Radiation necrosis clinical features

1. decreased cognition

a) dementia may develop following XRT in as little as 1year post-XRT. Incidence was higher when doses of 25–39 Gy were given in fractions > 300 cGy

b) children: may attain lower IQ by ≈ 25 points, especially with >40Gy whole brain XRT. Measurable IQ differences occur in children radiated before age 7, but more subtle deficits occur even in older children

2. radiation necrosis

3. injury to anterior optic pathways

4. injury to hypothalamic-pituitary axis → hypopituitarism → growth retardation in children; see radiation injury to pituitary

5. primary hypothyroidism (especially in children)
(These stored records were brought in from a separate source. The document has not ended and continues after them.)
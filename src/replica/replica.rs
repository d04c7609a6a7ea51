use crate::actor::{Callback, WeakActorClient};
use crate::api::{ApplyError, RaftCommitStreamPublisher, StateMachine};
use crate::commitlog::{Index, Log};
use crate::replica::election::{CurrentLeader, ElectionConfig, ElectionState};
use crate::replica::local_state::{PersistentLocalState, Term};
use crate::replica::membership::{MembershipHistory, ServerConfiguration};
use crate::replica::peers::{majority, ClusterTracker, Peer, ReplicaId};
use crate::replica::replica_api::{
    ClientAppendError, ClientAppendInput, ClientAppendOutput, LeadershipTransferError, RaftStateReport,
    RequestVoteError, RequestVoteInput, RequestVoteOutput, RequestVoteReplyFromPeer, RequestVoteResult,
    TermOutOfDateInfo,
};
use crate::replica::snapshot::{self, SnapshotIoConfig, SnapshotStore};
use crate::replica::write_ahead_log::{to_committed_entry, EntryKind, WriteAheadLog, WriteAheadLogEntry};
use crate::replica::ElectionStateChangeListener;
use crate::rpc::{log_entry_metadata_to_proto, proto_request_vote_error, proto_request_vote_result, ProtoRequestVoteReq};
use std::collections::BTreeMap;
use std::io;
use std::sync::Arc;
use tokio::time::Duration;

mod reconfiguration;
mod replication;
mod snapshotting;

use reconfiguration::{LeadershipTransfer, MembershipChanges};
use snapshotting::SnapshotState;

/// Tunables the replica reads on every event. Validated and defaulted by the api layer.
#[derive(Clone, Debug)]
pub(crate) struct ReplicaOptions {
    pub(crate) heartbeat_duration: Duration,
    pub(crate) election_min_timeout: Duration,
    pub(crate) election_max_timeout: Duration,
    pub(crate) append_entries_timeout: Duration,
    pub(crate) max_entries_per_append: usize,
    pub(crate) snapshot_batch_count: u64,
    pub(crate) snapshot_data_threshold: u64,
    pub(crate) snapshot_retained_entries: u64,
    pub(crate) snapshot_chunk_size: usize,
    pub(crate) isolated_check_interval: Duration,
    pub(crate) recovery_batch_size: usize,
    pub(crate) membership_change_timeout: Duration,
    pub(crate) snapshot_io: SnapshotIoConfig,
}

pub(crate) struct ReplicaConfig<L, S>
where
    L: Log<WriteAheadLogEntry>,
    S: PersistentLocalState,
{
    pub(crate) logger: slog::Logger,
    pub(crate) cluster_tracker: ClusterTracker,
    pub(crate) log: L,
    pub(crate) local_state: S,
    pub(crate) commit_stream_publisher: RaftCommitStreamPublisher,
    pub(crate) state_machine: Box<dyn StateMachine>,
    pub(crate) snapshot_store: Arc<dyn SnapshotStore>,
    pub(crate) actor_client: WeakActorClient,
    pub(crate) options: ReplicaOptions,
}

#[derive(Debug, thiserror::Error)]
pub(crate) enum RecoveryError {
    #[error("IO failure during recovery: {0:?}")]
    Io(#[from] io::Error),
    #[error("State machine rejected recovered state: {0}")]
    Rejected(#[from] ApplyError),
    #[error("Applied entry {0:?} is missing from the log")]
    MissingEntry(Index),
}

/// An accepted client append that is waiting for its entry to be applied.
struct PendingAppend {
    term: Term,
    callback: Callback<ClientAppendOutput, ClientAppendError>,
}

pub(crate) struct Replica<L, S>
where
    L: Log<WriteAheadLogEntry>,
    S: PersistentLocalState,
{
    logger: slog::Logger,
    my_replica_id: ReplicaId,
    cluster_tracker: ClusterTracker,
    local_state: S,
    election_state: ElectionState,
    wal: WriteAheadLog<L>,
    state_machine: Box<dyn StateMachine>,
    snapshot_store: Arc<dyn SnapshotStore>,
    actor_client: WeakActorClient,
    options: ReplicaOptions,
    pending_appends: BTreeMap<Index, PendingAppend>,
    snapshots: SnapshotState,
    membership: MembershipHistory,
    membership_changes: MembershipChanges,
    leadership_transfer: Option<LeadershipTransfer>,
}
6. may induce formation of new tumor: tumors most commonly identified as having increased incidence following radiation treatment are gliomas (including glioblastoma), meningiomas, and nerve sheath tumors.
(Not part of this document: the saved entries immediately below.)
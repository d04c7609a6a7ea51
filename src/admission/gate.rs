use crate::admission::AveragingProgressTracker;
use std::sync::Arc;
use tokio::time::{Duration, Instant};

/// AdmissionGate turns the tracker's delay estimate into an admit/reject decision for client
/// writes.
#[derive(Clone)]
pub(crate) struct AdmissionGate {
    tracker: Arc<AveragingProgressTracker>,
    delay_ceiling: Duration,
}

/// A task admitted through the gate. The tracker is told when it drops.
pub(crate) struct AdmittedTask {
    tracker: Arc<AveragingProgressTracker>,
    opened_at: Instant,
    delay: Duration,
}

#[derive(Debug, PartialEq)]
pub(crate) struct Throttled {
    pub(crate) estimated_delay: Duration,
}

impl AdmissionGate {
    pub(crate) fn new(tracker: Arc<AveragingProgressTracker>, delay_ceiling: Duration) -> Self {
        AdmissionGate { tracker, delay_ceiling }
    }

    pub(crate) fn try_admit(&self) -> Result<AdmittedTask, Throttled> {
        let now = Instant::now();
        let delay = self.tracker.open_task(now);

        if delay > self.delay_ceiling {
            self.tracker.cancel_task();
            return Err(Throttled { estimated_delay: delay });
        }

        Ok(AdmittedTask {
            tracker: self.tracker.clone(),
            opened_at: now,
            delay,
        })
    }
}

impl AdmittedTask {
    /// How long the caller should hold the task back before submitting it.
    pub(crate) fn delay(&self) -> Duration {
        self.delay
    }
}

impl Drop for AdmittedTask {
    fn drop(&mut self) {
        self.tracker.close_task(Instant::now(), self.opened_at);
    }
}

#[cfg(test)]
mod tests {
    use super::*;

    #[test]
    fn rejects_above_ceiling_and_releases_slot() {
        let tracker = Arc::new(AveragingProgressTracker::new(1, 4, Duration::from_secs(1)));
        let gate = AdmissionGate::new(tracker.clone(), Duration::from_millis(500));

        let first = gate.try_admit().expect("first task under limit");
        assert_eq!(first.delay(), Duration::from_secs(0));

        let rejected = gate.try_admit().err().expect("second task should be throttled");
        assert_eq!(rejected.estimated_delay, Duration::from_secs(1));
        assert_eq!(tracker.tasks_open(), 1);

        drop(first);
        assert_eq!(tracker.tasks_open(), 0);
    }
}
Skull base tumors have been reported following EBRT

7. malignant transformation: e.g. after SRS for vestibular schwannomas

8. leukoencephalopathy: profound demyelinating/necrotizing reaction 4–12 mos after combined RXT and methotrexate, especially in children with acute lymphoblastic leukemia (ALL) and adults with primary CNS tumors

see Whole brain radiotherapy side effects.
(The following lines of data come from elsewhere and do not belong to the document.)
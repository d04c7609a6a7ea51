use crate::commitlog::Index;
use crate::io::SharedStreamRef;
use crate::replica::election::timers::HeartbeatTimerHandle;
use crate::replica::membership::ServerConfiguration;
use crate::replica::peers::majority;
use crate::replica::{ReplicaId, Term};
use std::collections::{HashMap, HashSet};
use tokio::time::{Duration, Instant};

pub(crate) struct LeaderStateTracker {
    peer_state: HashMap<ReplicaId, PeerState>,
    quorum_active: bool,
}

impl LeaderStateTracker {
    pub(super) fn new(peer_state: HashMap<ReplicaId, PeerState>) -> Self {
        LeaderStateTracker {
            peer_state,
            quorum_active: true,
        }
    }

    pub(crate) fn peer_state_mut(&mut self, peer_id: &ReplicaId) -> Option<&mut PeerState> {
        self.peer_state.get_mut(peer_id)
    }

    pub(crate) fn peer_ids(&self) -> HashSet<ReplicaId> {
        self.peer_state.keys().cloned().collect()
    }

    pub(super) fn contains_peer(&self, peer_id: &ReplicaId) -> bool {
        self.peer_state.contains_key(peer_id)
    }

    pub(super) fn add_peer(&mut self, peer_id: ReplicaId, peer_state: PeerState) {
        self.peer_state.insert(peer_id, peer_state);
    }

    /// Dropping the state stops the peer's heartbeat timer.
    pub(super) fn retain_peers(&mut self, keep: impl Fn(&ReplicaId) -> bool) {
        self.peer_state.retain(|peer_id, _| keep(peer_id));
    }

    /// Highest index known to be replicated on `peer_id`. None if the peer isn't tracked.
    pub(crate) fn peer_matched(&self, peer_id: &ReplicaId) -> Option<Option<Index>> {
        self.peer_state.get(peer_id).map(PeerState::matched)
    }

    /// The voting peer with the most of our log, the best successor for a leadership handover.
    pub(crate) fn best_transfer_target(&self) -> Option<ReplicaId> {
        self.peer_state
            .iter()
            .filter(|(_, peer)| peer.is_voting())
            .max_by(|(a_id, a), (b_id, b)| a.matched().cmp(&b.matched()).then_with(|| b_id.cmp(a_id)))
            .map(|(peer_id, _)| peer_id.clone())
    }

    /// Matched indexes of voting peers only. Non-voting members never hold up a commit.
    pub(crate) fn voting_peers_matched(&self) -> Vec<Option<Index>> {
        self.peer_state
            .values()
            .filter(|peer| peer.voting)
            .map(|peer| peer.matched)
            .collect()
    }

    pub(crate) fn quorum_active(&self) -> bool {
        self.quorum_active
    }

    /// Re-evaluates whether we heard from enough voting peers within `window`. Returns the new
    /// value when it flipped.
    pub(crate) fn refresh_quorum_active(&mut self, now: Instant, window: Duration, i_am_voting: bool) -> Option<bool> {
        let num_voting_peers = self.peer_state.values().filter(|peer| peer.voting).count();
        // A voting leader counts itself towards the majority.
        let needed = if i_am_voting {
            majority(num_voting_peers + 1) - 1
        } else {
            majority(num_voting_peers)
        };
        let heard_from = self
            .peer_state
            .values()
            .filter(|peer| peer.voting && now.saturating_duration_since(peer.last_contact) <= window)
            .count();

        let quorum_active = heard_from >= needed;
        if quorum_active == self.quorum_active {
            None
        } else {
            self.quorum_active = quorum_active;
            Some(quorum_active)
        }
    }
}

/// A snapshot being streamed to one peer. Holding the stream ref keeps the spilled snapshot alive.
pub(crate) struct SnapshotTransfer {
    pub(crate) last_included_term: Term,
    pub(crate) last_included_index: Index,
    pub(crate) configuration: Option<ServerConfiguration>,
    pub(crate) data: SharedStreamRef,
    pub(crate) size: u64,
    pub(crate) offset: u64,
}

pub(crate) struct PeerState {
    // Held to send heartbeats for this peer
    heartbeat_timer: HeartbeatTimerHandle,
    voting: bool,

    // > index of the next log entry to send to that server
    // > (initialized to leader last log index + 1)
    next: Index,
    // > index of highest log entry known to be replicated on server
    // > (initialized to 0, increases monotonically)
    matched: Option<Index>,

    // Logical clock over this leader's requests to the peer. Only one request is outstanding at a
    // time, and replies carrying an older seq-no than one already seen are dropped.
    last_sent_seq_no: u64,
    last_received_seq_no: u64,

    // Any reply at all counts, including rejections. Used for isolated-leader detection.
    last_contact: Instant,

    snapshot_transfer: Option<SnapshotTransfer>,
}

impl PeerState {
    pub(super) fn new(
        heartbeat_timer: HeartbeatTimerHandle,
        voting: bool,
        previous_log_entry_index: Option<Index>,
        now: Instant,
    ) -> Self {
        PeerState {
            heartbeat_timer,
            voting,
            next: previous_log_entry_index
                .map(|i| i.plus(1))
                .unwrap_or_else(Index::start_index),
            matched: None,
            last_sent_seq_no: 0,
            last_received_seq_no: 0,
            last_contact: now,
            snapshot_transfer: None,
        }
    }

    pub(crate) fn next_and_previous_log_index(&self) -> (Index, Option<Index>) {
        (self.next, self.next.checked_minus(1))
    }

    pub(crate) fn matched(&self) -> Option<Index> {
        self.matched
    }

    pub(crate) fn is_voting(&self) -> bool {
        self.voting
    }

    pub(super) fn set_voting(&mut self, voting: bool) {
        self.voting = voting;
    }

    pub(crate) fn snapshot_transfer(&self) -> Option<&SnapshotTransfer> {
        self.snapshot_transfer.as_ref()
    }

    pub(crate) fn start_snapshot_transfer(&mut self, transfer: SnapshotTransfer) {
        self.snapshot_transfer = Some(transfer);
    }

    /// Gives up on the current transfer. The next attempt starts over from the latest snapshot.
    pub(crate) fn abort_snapshot_transfer(&mut self) {
        self.snapshot_transfer = None;
    }

    pub(crate) fn record_contact(&mut self, now: Instant) {
        if now > self.last_contact {
            self.last_contact = now;
        }
    }

    /// Applies a reply. Returns false if the reply was out of order and got dropped.
    pub(crate) fn handle_reply(&mut self, logger: &slog::Logger, received_seq_no: u64, update: PeerStateUpdate) -> bool {
        if !self.ratchet_fwd_received_seq_no(received_seq_no) {
            slog::warn!(
                logger,
                "Dropping out of date seq-no({:?}): {:?}",
                received_seq_no,
                update
            );
            return false;
        }

        match update {
            PeerStateUpdate::OtherError => { /* No action */ }
            PeerStateUpdate::Success {
                previous_log_entry,
                num_entries_replicated,
            } => {
                self.update_log(previous_log_entry, num_entries_replicated);
            }
            PeerStateUpdate::PeerLogBehind { last_log_index } => {
                self.rewind_log(logger, last_log_index);
            }
            PeerStateUpdate::SnapshotChunkAccepted { next_offset } => {
                if let Some(transfer) = self.snapshot_transfer.as_mut() {
                    transfer.offset = next_offset;
                }
            }
            PeerStateUpdate::SnapshotOffsetMismatch { expected_offset } => {
                if let Some(transfer) = self.snapshot_transfer.as_mut() {
                    slog::info!(
                        logger,
                        "Peer expects snapshot offset {} instead of {}",
                        expected_offset,
                        transfer.offset
                    );
                    transfer.offset = expected_offset;
                }
            }
            PeerStateUpdate::SnapshotInstalled => {
                if let Some(transfer) = self.snapshot_transfer.take() {
                    self.ratchet_fwd_matched(transfer.last_included_index);
                }
            }
        }
        true
    }

    fn update_log(&mut self, previous_log_entry: Option<Index>, num_entries_replicated: usize) {
        let new_matched = match (previous_log_entry, num_entries_replicated) {
            // Heartbeat against an empty log, nothing learned.
            (None, 0) => return,
            (None, n) => Index::new(n as u64),
            (Some(prev), n) => prev.plus(n as u64),
        };
        self.ratchet_fwd_matched(new_matched);
    }

    fn ratchet_fwd_matched(&mut self, new_matched: Index) {
        if matches!(self.matched, Some(matched) if matched >= new_matched) {
            return;
        }

        self.matched = Some(new_matched);
        if self.next <= new_matched {
            self.next = new_matched.plus(1);
        }
    }

    /// Steps `next` back using the peer's last index as a hint, so a far-behind peer doesn't cost
    /// one round trip per missing entry.
    fn rewind_log(&mut self, logger: &slog::Logger, peer_last_log_index: Option<Index>) {
        // Don't panic here, because peer could return garbage data.
        if let Some(matched) = self.matched {
            if self.next.checked_minus(1) <= Some(matched) {
                slog::warn!(
                    logger,
                    "Illegal state: Peer claims to miss entries at or before matched index {:?}. Not mutating state.",
                    matched
                );
                return;
            }
        }

        let stepped_back = match self.next.checked_minus(1) {
            Some(stepped_back) => stepped_back,
            None => {
                slog::warn!(logger, "Can't rewind peer log, already at beginning of log.");
                return;
            }
        };
        let hinted = peer_last_log_index
            .map(|last| last.plus(1))
            .unwrap_or_else(Index::start_index);

        let mut new_next = std::cmp::min(stepped_back, hinted);
        if let Some(matched) = self.matched {
            new_next = std::cmp::max(new_next, matched.plus(1));
        }
        self.next = new_next;
    }

    pub(crate) fn has_outstanding_request(&self) -> bool {
        self.last_received_seq_no < self.last_sent_seq_no
    }

    pub(crate) fn next_seq_no(&mut self) -> u64 {
        self.last_sent_seq_no += 1;
        self.last_sent_seq_no
    }

    /// returns true if the state was mutated.
    fn ratchet_fwd_received_seq_no(&mut self, received_seq_no: u64) -> bool {
        if self.last_received_seq_no < received_seq_no && received_seq_no <= self.last_sent_seq_no {
            self.last_received_seq_no = received_seq_no;
            true
        } else {
            false
        }
    }

    pub(crate) fn reset_heartbeat_timer(&self) {
        self.heartbeat_timer.reset_heartbeat_timer();
    }
}

#[derive(Debug)]
pub(crate) enum PeerStateUpdate {
    Success {
        previous_log_entry: Option<Index>,
        num_entries_replicated: usize,
    },
    PeerLogBehind {
        last_log_index: Option<Index>,
    },
    SnapshotChunkAccepted {
        next_offset: u64,
    },
    SnapshotOffsetMismatch {
        expected_offset: u64,
    },
    SnapshotInstalled,
    OtherError,
}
Radiation effects are divided into 3 phases:

1. acute: occur during treatment. Rare. Usually an exacerbation of symptoms already present. Probably secondary to edema. Treat with ↑ steroids

2. early delayed: few weeks to 2–3 mos following completion of XRT. In spinal cord →Lhermitte’s sign. In brain →post-irradiation lethargy & memory difficulties

3. late delayed: 3 mos-12 yrs (most within 3 years). Due to small artery injury →thrombotic occlusion →white matter atrophy or frank coagulative necrosis.